Гили не стал спрашивать — куда. Воины Гортона привезли с собой просторный шатер, и разбили его под скалой. Туда Берен и шел.
— Где коморник? — остановил он первого попавшегося отрока-оруженосца. — Зови сюда. Скажи: нужен кубок и вино. Ты помнишь, Руско, что я тебе обещал?
У палатки он отловил еще нескольких отроков, которые ничем не были заняты, и велел им раздобыть деревянную колоду и сложить из жердей и попон маленький шалаш с двумя выходами. Потом он нашел в шатре рог и, выйдя, трижды протрубил в него, собирая весь лагерь.

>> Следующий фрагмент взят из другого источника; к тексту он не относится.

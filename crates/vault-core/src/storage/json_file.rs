//! Flat-file storage backend
//!
//! Persists records to a single JSON document mapping service name to
//! base64-encoded ciphertext and salt. The whole document is rewritten on
//! every store; the write goes through a temp file and rename so a crash
//! mid-write cannot leave a torn document behind. Concurrent writers are
//! still last-writer-wins.

use std::collections::HashMap;
use std::path::{Path, PathBuf};

use base64::engine::general_purpose::STANDARD as BASE64;
use base64::Engine;
use serde::{Deserialize, Serialize};
use tracing::debug;

use super::traits::CredentialStore;
use super::types::SecretRecord;
use crate::crypto::SALT_LEN;
use crate::error::{Result, VaultError};

/// On-disk shape of one record
#[derive(Debug, Serialize, Deserialize)]
struct FileEntry {
    ciphertext: String,
    salt: String,
}

/// File-backed storage backend
pub struct JsonFileStore {
    path: PathBuf,
    entries: HashMap<String, SecretRecord>,
}

impl JsonFileStore {
    /// Open the store, loading an existing document if one is present
    ///
    /// A missing file is a fresh, empty store; an unreadable or malformed
    /// file is an error.
    pub fn open(path: impl Into<PathBuf>) -> Result<Self> {
        let path = path.into();
        let entries = Self::load(&path)?;

        debug!("File storage at {:?} loaded {} entries", path, entries.len());
        Ok(Self { path, entries })
    }

    fn load(path: &Path) -> Result<HashMap<String, SecretRecord>> {
        let contents = match std::fs::read_to_string(path) {
            Ok(contents) => contents,
            Err(e) if e.kind() == std::io::ErrorKind::NotFound => {
                return Ok(HashMap::new());
            }
            Err(e) => return Err(e.into()),
        };

        let encoded: HashMap<String, FileEntry> = serde_json::from_str(&contents)?;

        let mut entries = HashMap::with_capacity(encoded.len());
        for (service, entry) in encoded {
            entries.insert(service, Self::decode_entry(&entry)?);
        }
        Ok(entries)
    }

    fn decode_entry(entry: &FileEntry) -> Result<SecretRecord> {
        let ciphertext = BASE64
            .decode(&entry.ciphertext)
            .map_err(|e| VaultError::Storage(format!("invalid ciphertext encoding: {}", e)))?;
        let salt_bytes = BASE64
            .decode(&entry.salt)
            .map_err(|e| VaultError::Storage(format!("invalid salt encoding: {}", e)))?;

        let salt: [u8; SALT_LEN] = salt_bytes.as_slice().try_into().map_err(|_| {
            VaultError::Storage(format!(
                "invalid salt length: expected {}, got {}",
                SALT_LEN,
                salt_bytes.len()
            ))
        })?;

        Ok(SecretRecord::new(ciphertext, salt))
    }

    /// Rewrite the whole document atomically
    fn save(&self) -> Result<()> {
        let encoded: HashMap<&String, FileEntry> = self
            .entries
            .iter()
            .map(|(service, record)| {
                (
                    service,
                    FileEntry {
                        ciphertext: BASE64.encode(&record.ciphertext),
                        salt: BASE64.encode(record.salt),
                    },
                )
            })
            .collect();

        let contents = serde_json::to_string_pretty(&encoded)?;

        let temp_path = self.path.with_extension("tmp");
        std::fs::write(&temp_path, &contents)?;
        std::fs::rename(&temp_path, &self.path)?;

        debug!("Saved {} entries to {:?}", self.entries.len(), self.path);
        Ok(())
    }
}

impl CredentialStore for JsonFileStore {
    fn store(&mut self, service_name: &str, record: SecretRecord) -> Result<()> {
        self.entries.insert(service_name.to_string(), record);
        self.save()?;

        debug!("Stored credentials for '{}' in {:?}", service_name, self.path);
        Ok(())
    }

    fn retrieve(&self, service_name: &str) -> Result<Option<SecretRecord>> {
        Ok(self.entries.get(service_name).cloned())
    }

    fn backend_name(&self) -> &'static str {
        "File Storage"
    }
}

#[cfg(test)]
mod tests {
    use super::*;
    use tempfile::TempDir;

    fn record(byte: u8) -> SecretRecord {
        SecretRecord::new(vec![byte; 40], [byte; 16])
    }

    #[test]
    fn test_missing_file_starts_empty() {
        let dir = TempDir::new().unwrap();
        let store = JsonFileStore::open(dir.path().join("credentials.json")).unwrap();

        assert_eq!(store.retrieve("anything").unwrap(), None);
    }

    #[test]
    fn test_store_and_retrieve() {
        let dir = TempDir::new().unwrap();
        let mut store = JsonFileStore::open(dir.path().join("credentials.json")).unwrap();

        store.store("openai", record(1)).unwrap();
        assert_eq!(store.retrieve("openai").unwrap(), Some(record(1)));
    }

    #[test]
    fn test_persists_across_instances() {
        let dir = TempDir::new().unwrap();
        let path = dir.path().join("credentials.json");

        {
            let mut store = JsonFileStore::open(&path).unwrap();
            store.store("openai", record(1)).unwrap();
            store.store("anthropic", record(2)).unwrap();
        }

        let store = JsonFileStore::open(&path).unwrap();
        assert_eq!(store.retrieve("openai").unwrap(), Some(record(1)));
        assert_eq!(store.retrieve("anthropic").unwrap(), Some(record(2)));
    }

    #[test]
    fn test_overwrite_replaces_on_disk() {
        let dir = TempDir::new().unwrap();
        let path = dir.path().join("credentials.json");

        {
            let mut store = JsonFileStore::open(&path).unwrap();
            store.store("openai", record(1)).unwrap();
            store.store("openai", record(2)).unwrap();
        }

        let store = JsonFileStore::open(&path).unwrap();
        assert_eq!(store.retrieve("openai").unwrap(), Some(record(2)));
    }

    #[test]
    fn test_binary_roundtrip_exact() {
        let dir = TempDir::new().unwrap();
        let path = dir.path().join("credentials.json");

        let payload = SecretRecord::new((0u8..=255).collect(), [0xAB; 16]);
        {
            let mut store = JsonFileStore::open(&path).unwrap();
            store.store("svc", payload.clone()).unwrap();
        }

        let store = JsonFileStore::open(&path).unwrap();
        assert_eq!(store.retrieve("svc").unwrap(), Some(payload));
    }

    #[test]
    fn test_malformed_document_is_an_error() {
        let dir = TempDir::new().unwrap();
        let path = dir.path().join("credentials.json");
        std::fs::write(&path, "{ not json").unwrap();

        assert!(matches!(
            JsonFileStore::open(&path),
            Err(VaultError::Serialization(_))
        ));
    }

    #[test]
    fn test_bad_salt_length_is_an_error() {
        let dir = TempDir::new().unwrap();
        let path = dir.path().join("credentials.json");
        std::fs::write(
            &path,
            r#"{"svc": {"ciphertext": "AAAA", "salt": "AAAA"}}"#,
        )
        .unwrap();

        assert!(matches!(
            JsonFileStore::open(&path),
            Err(VaultError::Storage(_))
        ));
    }

    #[test]
    fn test_no_temp_file_left_behind() {
        let dir = TempDir::new().unwrap();
        let path = dir.path().join("credentials.json");

        let mut store = JsonFileStore::open(&path).unwrap();
        store.store("openai", record(1)).unwrap();

        assert!(path.exists());
        assert!(!path.with_extension("tmp").exists());
    }
}
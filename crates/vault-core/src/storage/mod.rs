//! Storage backends for credential persistence
//!
//! Three interchangeable backends behind one trait:
//! 1. In-memory (volatile)
//! 2. JSON file (full-document rewrite per store)
//! 3. Embedded SQLite (one table, primary-key upserts)

mod json_file;
mod memory;
mod sqlite;
mod traits;
mod types;

use std::path::PathBuf;

pub use json_file::JsonFileStore;
pub use memory::MemoryStore;
pub use sqlite::SqliteStore;
pub use traits::CredentialStore;
pub use types::SecretRecord;

use crate::error::Result;

/// Backend selection, fixed at construction time
#[derive(Debug, Clone)]
pub enum BackendConfig {
    /// Volatile in-process map
    Memory,
    /// JSON document at the given path
    JsonFile(PathBuf),
    /// SQLite database at the given path
    Sqlite(PathBuf),
}

/// Construct the chosen backend
pub fn open_backend(config: BackendConfig) -> Result<Box<dyn CredentialStore>> {
    Ok(match config {
        BackendConfig::Memory => Box::new(MemoryStore::new()),
        BackendConfig::JsonFile(path) => Box::new(JsonFileStore::open(path)?),
        BackendConfig::Sqlite(path) => Box::new(SqliteStore::open(path)?),
    })
}
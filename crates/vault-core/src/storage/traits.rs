//! Storage trait definitions

use super::types::SecretRecord;
use crate::error::Result;

/// Trait for credential storage backends
///
/// Synchronous and single-writer: the vault is an interactive single-session
/// tool and backends are not expected to serialize concurrent access.
pub trait CredentialStore {
    /// Upsert the record for a service name
    ///
    /// Persistent backends must have written the record durably before
    /// returning. Replacing an existing record discards the old ciphertext
    /// and salt entirely.
    fn store(&mut self, service_name: &str, record: SecretRecord) -> Result<()>;

    /// Exact-match lookup by service name
    ///
    /// `Ok(None)` means no record exists; errors are reserved for I/O and
    /// corruption of the storage medium itself.
    fn retrieve(&self, service_name: &str) -> Result<Option<SecretRecord>>;

    /// Get a human-readable name for this storage backend
    fn backend_name(&self) -> &'static str;
}
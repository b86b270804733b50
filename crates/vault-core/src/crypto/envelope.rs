//! Envelope encryption: one fresh salt and derived key per stored secret

use super::encryption::{self, EncryptedData};
use super::key_derivation::{derive_key, generate_salt, KdfParams, SALT_LEN};
use super::SecretString;
use crate::error::{Result, VaultError};

/// Encrypt a secret under the master password
///
/// Generates a fresh random salt, derives a key from (password, salt) and
/// seals the plaintext. The salt must be stored next to the ciphertext;
/// nothing else can reproduce the key.
pub fn encrypt(
    plaintext: &str,
    master_password: &str,
    params: &KdfParams,
) -> Result<(Vec<u8>, [u8; SALT_LEN])> {
    let salt = generate_salt();
    let key = derive_key(master_password, &salt, params)?;
    let sealed = encryption::encrypt(plaintext.as_bytes(), &key)?;
    Ok((sealed.to_bytes(), salt))
}

/// Decrypt a stored secret with the salt that was persisted alongside it
///
/// Returns `AuthenticationFailure` when the password is wrong or the record
/// was corrupted; never partial plaintext.
pub fn decrypt(
    ciphertext: &[u8],
    salt: &[u8; SALT_LEN],
    master_password: &str,
    params: &KdfParams,
) -> Result<SecretString> {
    let key = derive_key(master_password, salt, params)?;
    let sealed = EncryptedData::from_bytes(ciphertext)?;
    let plaintext = encryption::decrypt(&sealed, &key)?;

    // We only ever seal UTF-8, so a non-UTF-8 result means a corrupt record
    String::from_utf8(plaintext)
        .map(SecretString::new)
        .map_err(|_| VaultError::AuthenticationFailure)
}
//! Password-based key derivation using Argon2id

use argon2::{Algorithm, Argon2, Params, Version};
use rand::rngs::OsRng;
use rand::RngCore;

use super::MasterKey;
use crate::error::{Result, VaultError};

/// Salt length in bytes, stored verbatim next to each ciphertext
pub const SALT_LEN: usize = 16;

/// Parameters for Argon2id key derivation
#[derive(Debug, Clone)]
pub struct KdfParams {
    /// Memory cost in KiB (default: 65536 = 64MB)
    pub memory_cost: u32,
    /// Time cost / iterations (default: 3)
    pub time_cost: u32,
    /// Parallelism (default: 4)
    pub parallelism: u32,
}

impl Default for KdfParams {
    fn default() -> Self {
        Self {
            memory_cost: 65536, // 64 MB
            time_cost: 3,
            parallelism: 4,
        }
    }
}

impl KdfParams {
    /// Cheap parameters for tests and demos. Not for real secrets.
    pub fn fast() -> Self {
        Self {
            memory_cost: 8192, // 8 MB
            time_cost: 1,
            parallelism: 1,
        }
    }
}

/// Generate a cryptographically secure random salt
pub fn generate_salt() -> [u8; SALT_LEN] {
    let mut salt = [0u8; SALT_LEN];
    OsRng.fill_bytes(&mut salt);
    salt
}

/// Derive a 256-bit key from a password and a per-record salt using Argon2id
///
/// Deterministic: the same (password, salt) pair always yields the same key.
pub fn derive_key(password: &str, salt: &[u8], params: &KdfParams) -> Result<MasterKey> {
    let argon2_params = Params::new(
        params.memory_cost,
        params.time_cost,
        params.parallelism,
        Some(32), // Output length: 32 bytes = 256 bits, AES-256 key size
    )
    .map_err(|e| VaultError::KeyDerivation(e.to_string()))?;

    let argon2 = Argon2::new(Algorithm::Argon2id, Version::V0x13, argon2_params);

    let mut key_bytes = [0u8; 32];
    argon2
        .hash_password_into(password.as_bytes(), salt, &mut key_bytes)
        .map_err(|e| VaultError::KeyDerivation(e.to_string()))?;

    Ok(MasterKey::new(key_bytes))
}

#[cfg(test)]
mod tests {
    use super::*;

    #[test]
    fn test_generate_salt() {
        let salt1 = generate_salt();
        let salt2 = generate_salt();

        assert_eq!(salt1.len(), SALT_LEN);
        assert_ne!(salt1, salt2);
    }

    #[test]
    fn test_derive_key_deterministic() {
        let salt = generate_salt();

        let key1 = derive_key("correct horse", &salt, &KdfParams::fast()).unwrap();
        let key2 = derive_key("correct horse", &salt, &KdfParams::fast()).unwrap();

        assert_eq!(key1.as_bytes(), key2.as_bytes());
    }

    #[test]
    fn test_derive_key_different_passwords() {
        let salt = generate_salt();

        let key1 = derive_key("password1", &salt, &KdfParams::fast()).unwrap();
        let key2 = derive_key("password2", &salt, &KdfParams::fast()).unwrap();

        assert_ne!(key1.as_bytes(), key2.as_bytes());
    }

    #[test]
    fn test_derive_key_different_salts() {
        let key1 = derive_key("hunter2", &generate_salt(), &KdfParams::fast()).unwrap();
        let key2 = derive_key("hunter2", &generate_salt(), &KdfParams::fast()).unwrap();

        assert_ne!(key1.as_bytes(), key2.as_bytes());
    }

    #[test]
    fn test_too_short_salt_rejected() {
        // Argon2 requires at least 8 salt bytes
        let result = derive_key("hunter2", &[0u8; 4], &KdfParams::fast());
        assert!(matches!(result, Err(VaultError::KeyDerivation(_))));
    }
}
//! Embedded SQLite storage backend
//!
//! One table keyed by service name; upserts ride on the primary key via
//! `INSERT OR REPLACE`. The connection is owned by the store and closed
//! when it drops.

use std::path::Path;

use rusqlite::{params, Connection, OptionalExtension};
use tracing::debug;

use super::traits::CredentialStore;
use super::types::SecretRecord;
use crate::crypto::SALT_LEN;
use crate::error::{Result, VaultError};

/// SQLite-backed storage backend
pub struct SqliteStore {
    conn: Connection,
}

impl SqliteStore {
    /// Open the database file, creating it and the table if needed
    pub fn open(path: impl AsRef<Path>) -> Result<Self> {
        let path = path.as_ref();
        let conn = Connection::open(path)?;

        debug!("Opened database storage at {:?}", path);
        Self::init(conn)
    }

    /// Open a transient in-memory database (tests)
    pub fn open_in_memory() -> Result<Self> {
        Self::init(Connection::open_in_memory()?)
    }

    fn init(conn: Connection) -> Result<Self> {
        conn.execute(
            "CREATE TABLE IF NOT EXISTS credentials (
                service_name TEXT PRIMARY KEY,
                ciphertext   BLOB NOT NULL,
                salt         BLOB NOT NULL
            )",
            [],
        )?;

        Ok(Self { conn })
    }
}

impl CredentialStore for SqliteStore {
    fn store(&mut self, service_name: &str, record: SecretRecord) -> Result<()> {
        self.conn.execute(
            "INSERT OR REPLACE INTO credentials (service_name, ciphertext, salt)
             VALUES (?1, ?2, ?3)",
            params![service_name, record.ciphertext, record.salt.as_slice()],
        )?;

        debug!("Stored credentials for '{}' in the database", service_name);
        Ok(())
    }

    fn retrieve(&self, service_name: &str) -> Result<Option<SecretRecord>> {
        let row: Option<(Vec<u8>, Vec<u8>)> = self
            .conn
            .query_row(
                "SELECT ciphertext, salt FROM credentials WHERE service_name = ?1",
                params![service_name],
                |row| Ok((row.get(0)?, row.get(1)?)),
            )
            .optional()?;

        let Some((ciphertext, salt_bytes)) = row else {
            return Ok(None);
        };

        let salt: [u8; SALT_LEN] = salt_bytes.as_slice().try_into().map_err(|_| {
            VaultError::Storage(format!(
                "invalid salt length in database: expected {}, got {}",
                SALT_LEN,
                salt_bytes.len()
            ))
        })?;

        Ok(Some(SecretRecord::new(ciphertext, salt)))
    }

    fn backend_name(&self) -> &'static str {
        "Database Storage"
    }
}
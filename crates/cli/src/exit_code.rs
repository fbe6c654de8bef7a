//! Exit code definitions for the listing and streaming verbs
//!
//! `up` and `dl` report through the configurable ok/changed/failed mapping
//! instead; these codes cover everything else, including startup failures.

use s3sum_core::Error;

/// Exit codes for the s3sum CLI application.
#[derive(Debug, Clone, Copy, PartialEq, Eq)]
#[repr(i32)]
pub enum ExitCode {
    /// Operation completed successfully
    Success = 0,

    /// General/unspecified error
    GeneralError = 1,

    /// User input error: invalid arguments, malformed path, bad config
    UsageError = 2,

    /// Network or store error
    NetworkError = 3,

    /// Authentication or permission failure
    AuthError = 4,

    /// Resource not found: bucket or object does not exist
    NotFound = 5,
}

impl ExitCode {
    /// Convert exit code to i32 for use with std::process::exit
    #[inline]
    pub const fn as_i32(self) -> i32 {
        self as i32
    }

    /// Create exit code from i32 value
    ///
    /// Returns None if the value doesn't correspond to a known exit code.
    pub const fn from_i32(code: i32) -> Option<Self> {
        match code {
            0 => Some(Self::Success),
            1 => Some(Self::GeneralError),
            2 => Some(Self::UsageError),
            3 => Some(Self::NetworkError),
            4 => Some(Self::AuthError),
            5 => Some(Self::NotFound),
            _ => None,
        }
    }

    /// Map a core error onto an exit code
    pub const fn from_error(err: &Error) -> Self {
        match Self::from_i32(err.exit_code()) {
            Some(code) => code,
            None => Self::GeneralError,
        }
    }

    /// Get a human-readable description of the exit code
    pub const fn description(self) -> &'static str {
        match self {
            Self::Success => "Operation completed successfully",
            Self::GeneralError => "General error",
            Self::UsageError => "Invalid arguments, path or configuration",
            Self::NetworkError => "Network or store error",
            Self::AuthError => "Authentication or permission failure",
            Self::NotFound => "Resource not found",
        }
    }
}

impl From<ExitCode> for i32 {
    fn from(code: ExitCode) -> Self {
        code.as_i32()
    }
}

impl std::fmt::Display for ExitCode {
    fn fmt(&self, f: &mut std::fmt::Formatter<'_>) -> std::fmt::Result {
        write!(f, "{} ({})", self.description(), self.as_i32())
    }
}
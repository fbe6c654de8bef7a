//! Change detection
//!
//! Decides whether a local file and a remote object hold the same bytes by
//! comparing the local MD5 with the digest in the object's ETag. Nothing is
//! cached: every call hashes and probes afresh.

use std::fs::File;
use std::io;
use std::path::Path;

use serde::Serialize;

use crate::error::Result;
use crate::fingerprint::{Fingerprint, fingerprint_stream};
use crate::path::RemotePath;
use crate::probe::probe_remote;
use crate::traits::ObjectStore;

/// Verdict of a change check
#[derive(Debug, Clone, Default, PartialEq, Eq, Serialize)]
pub struct ChangeRecord {
    /// A transfer is needed, or could not be ruled out
    pub changed: bool,

    /// Byte length of the local file if present, else of the remote side
    pub size: u64,

    /// Fingerprint of the local file; None when it does not exist
    #[serde(rename = "local_md5")]
    pub local_fingerprint: Option<Fingerprint>,

    /// Digest reported by the store; None when the object does not exist
    #[serde(rename = "s3_md5")]
    pub remote_fingerprint: Option<String>,
}

impl ChangeRecord {
    /// Record for the "nothing to compare" case
    pub fn absent() -> Self {
        Self {
            changed: true,
            ..Default::default()
        }
    }
}

/// Plain-text report, one `name value` pair per line
impl std::fmt::Display for ChangeRecord {
    fn fmt(&self, f: &mut std::fmt::Formatter<'_>) -> std::fmt::Result {
        writeln!(f, "changed {}", self.changed)?;
        writeln!(f, "size {}", self.size)?;
        match &self.local_fingerprint {
            Some(fp) => writeln!(f, "local_md5 {fp}")?,
            None => writeln!(f, "local_md5 ")?,
        }
        write!(f, "s3_md5 {}", self.remote_fingerprint.as_deref().unwrap_or_default())
    }
}

/// Fingerprint a local file, or None if it does not exist
pub fn fingerprint_local(path: &Path) -> Result<Option<(Fingerprint, u64)>> {
    let mut file = match File::open(path) {
        Ok(file) => file,
        Err(e) if e.kind() == io::ErrorKind::NotFound => return Ok(None),
        Err(e) => return Err(e.into()),
    };

    fingerprint_stream(&mut file).map(Some)
}

/// Compare a local file with a remote object.
///
/// A missing local file is `changed` without consulting the store. A
/// missing remote object is `changed` with only the local side filled in.
/// Any other probe failure is returned as an error with no verdict.
pub async fn detect_change(
    store: &dyn ObjectStore,
    local: &Path,
    remote: &RemotePath,
) -> Result<ChangeRecord> {
    let Some((local_fp, local_size)) = fingerprint_local(local)? else {
        tracing::debug!(local = %local.display(), "local file absent");
        return Ok(ChangeRecord::absent());
    };

    let mut record = ChangeRecord {
        changed: true,
        size: local_size,
        local_fingerprint: Some(local_fp),
        remote_fingerprint: None,
    };

    match probe_remote(store, remote).await {
        Ok(meta) => {
            record.changed = !local_fp.matches(&meta.fingerprint);
            record.remote_fingerprint = Some(meta.fingerprint);
        }
        Err(e) if e.is_not_found() => {
            tracing::debug!(%remote, "remote object absent");
        }
        Err(e) => return Err(e),
    }

    tracing::debug!(
        local = %local.display(),
        %remote,
        changed = record.changed,
        "change check complete"
    );

    Ok(record)
}
//! Status report for `up` and `dl`
//!
//! The four ChangeRecord fields are printed for every outcome, failures
//! included, so scripts can always parse the report before looking at the
//! exit code.

use serde::Serialize;

use s3sum_core::{ChangeRecord, ExitCodes, Status, TransferError};

use super::Formatter;

/// Serializable view of a finished transfer
#[derive(Debug, Serialize)]
pub struct StatusReport<'a> {
    pub status: Status,
    pub dry_run: bool,
    #[serde(flatten)]
    pub record: &'a ChangeRecord,
}

impl std::fmt::Display for StatusReport<'_> {
    fn fmt(&self, f: &mut std::fmt::Formatter<'_>) -> std::fmt::Result {
        self.record.fmt(f)
    }
}

/// Print the report and any error, and return the process exit code
pub fn report_outcome(
    formatter: &Formatter,
    outcome: &Result<ChangeRecord, TransferError>,
    dry_run: bool,
    codes: &ExitCodes,
) -> i32 {
    let status = Status::of(outcome);
    let record = match outcome {
        Ok(record) => record,
        Err(e) => &e.record,
    };

    let failure = outcome.as_ref().err().map(|e| {
        tracing::debug!(error = ?e.source, "transfer failed");
        e.to_string()
    });

    formatter.report(
        &StatusReport {
            status,
            dry_run,
            record,
        },
        failure.as_deref(),
    );

    codes.code(status)
}
//! Outcome status and its exit code mapping
//!
//! Every transfer ends in exactly one of three states. Operators may choose
//! the numeric code for each, but not merge them.

use serde::{Deserialize, Serialize};

use crate::detect::ChangeRecord;
use crate::error::{Error, Result};
use crate::transfer::TransferError;

/// Three-way outcome of a transfer
#[derive(Debug, Clone, Copy, PartialEq, Eq, Serialize)]
#[serde(rename_all = "snake_case")]
pub enum Status {
    /// Both sides already held the same content
    Unchanged,
    /// Content differed (and was transferred unless dry-run)
    Changed,
    /// The check or transfer failed
    Failed,
}

impl Status {
    /// Classify a transfer outcome; failure wins over any recorded change
    pub fn of(outcome: &std::result::Result<ChangeRecord, TransferError>) -> Self {
        match outcome {
            Ok(record) if record.changed => Status::Changed,
            Ok(_) => Status::Unchanged,
            Err(_) => Status::Failed,
        }
    }
}

/// Exit codes for each status
#[derive(Debug, Clone, Copy, PartialEq, Eq, Serialize, Deserialize)]
pub struct ExitCodes {
    #[serde(default = "default_ok")]
    pub ok: i32,
    #[serde(default = "default_changed")]
    pub changed: i32,
    #[serde(default = "default_failed")]
    pub failed: i32,
}

fn default_ok() -> i32 {
    0
}

fn default_changed() -> i32 {
    254
}

fn default_failed() -> i32 {
    255
}

impl Default for ExitCodes {
    fn default() -> Self {
        Self {
            ok: default_ok(),
            changed: default_changed(),
            failed: default_failed(),
        }
    }
}

impl ExitCodes {
    /// Exit code for a status
    pub const fn code(&self, status: Status) -> i32 {
        match status {
            Status::Unchanged => self.ok,
            Status::Changed => self.changed,
            Status::Failed => self.failed,
        }
    }

    /// Reject mappings a shell cannot observe or that merge two statuses
    pub fn validate(&self) -> Result<()> {
        for code in [self.ok, self.changed, self.failed] {
            if !(0..=255).contains(&code) {
                return Err(Error::Config(format!(
                    "exit code {code} is outside 0..=255"
                )));
            }
        }

        if self.ok == self.changed || self.ok == self.failed || self.changed == self.failed {
            return Err(Error::Config(format!(
                "exit codes must be distinct (ok={}, changed={}, failed={})",
                self.ok, self.changed, self.failed
            )));
        }

        Ok(())
    }
}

— Что ты надумал сделать? — спросил Роуэн Мар-Хардинг, который был в то время в шатре и вышел вместе с Береном.
— Сдержать слово.
— И кому же ты его дал?
— Ему, — ярн показал на Гили. Хардинг посмотрел на паренька так, что тот покраснел. Он совершенно не понимал, в чем дело.
Колода отыскалась на реке — из тех, что послужили строительству плотины и были отнесены сюда волной. Чтобы пронести ее к шатру, отрокам пришлось протолкаться сквозь толпу.
— Сойдет, — сказал Берен, осмотрев корягу.
Чуть попозже был готов и шалаш — длинный, низкий, такой, что войти можно было только согнувшись. Гили все еще ничего не понимал.
— Иди сюда, — скомандовал Берен, показывая на место рядом с собой. У Гили пересохло во рту — он сделал два шага и остановился.
— Люди! — громко сказал Берен. — Я позвал вас, чтобы потом никто не говорил, что он не видел и не знает. Руско, мой отрок и оруженосец, вам всем знаком. Он не бился сегодня с вами, но верьте мне — не будь его, не было бы ни этой битвы, ни этой победы. Он совершил подвиг, о котором не сложишь песню, но все равно это был подвиг. И этот подвиг не останется без награды. Я пообещал ему, что, если мы останемся живы после первого сражения — я назову его своим братом. Будьте же свидетелями!
Гили даже потерял дар речи. Он с трудом вспомнил, как и когда это обещание было дано, и, если честно, он ведь не принял его всерьез…
— Поставь правую ногу на колоду, — шепнул Хардинг.
Гили подчинился. Берен тоже поставил ногу на колоду и взял из руки коморника нож.
— Заверни рукав, — сказал он.
Гили закатил правый рукав. Коморник подставил чашу, на четверть полную вином.
Берен разрезал себе руку — коротким движением по направлению от кисти к плечу, опустив локоть вниз. Гили послушно подставил свою руку, вздрогнул от мгновенной боли. Берен поднял руку ладонью вверх, растопырив пальцы, и Гили понял, что нужно сделать: он соединил с его ладонью свою и они сжали пальцы в «замок», соприкоснувшись предплечьями. Кровь, смешиваясь, стекала в чашу.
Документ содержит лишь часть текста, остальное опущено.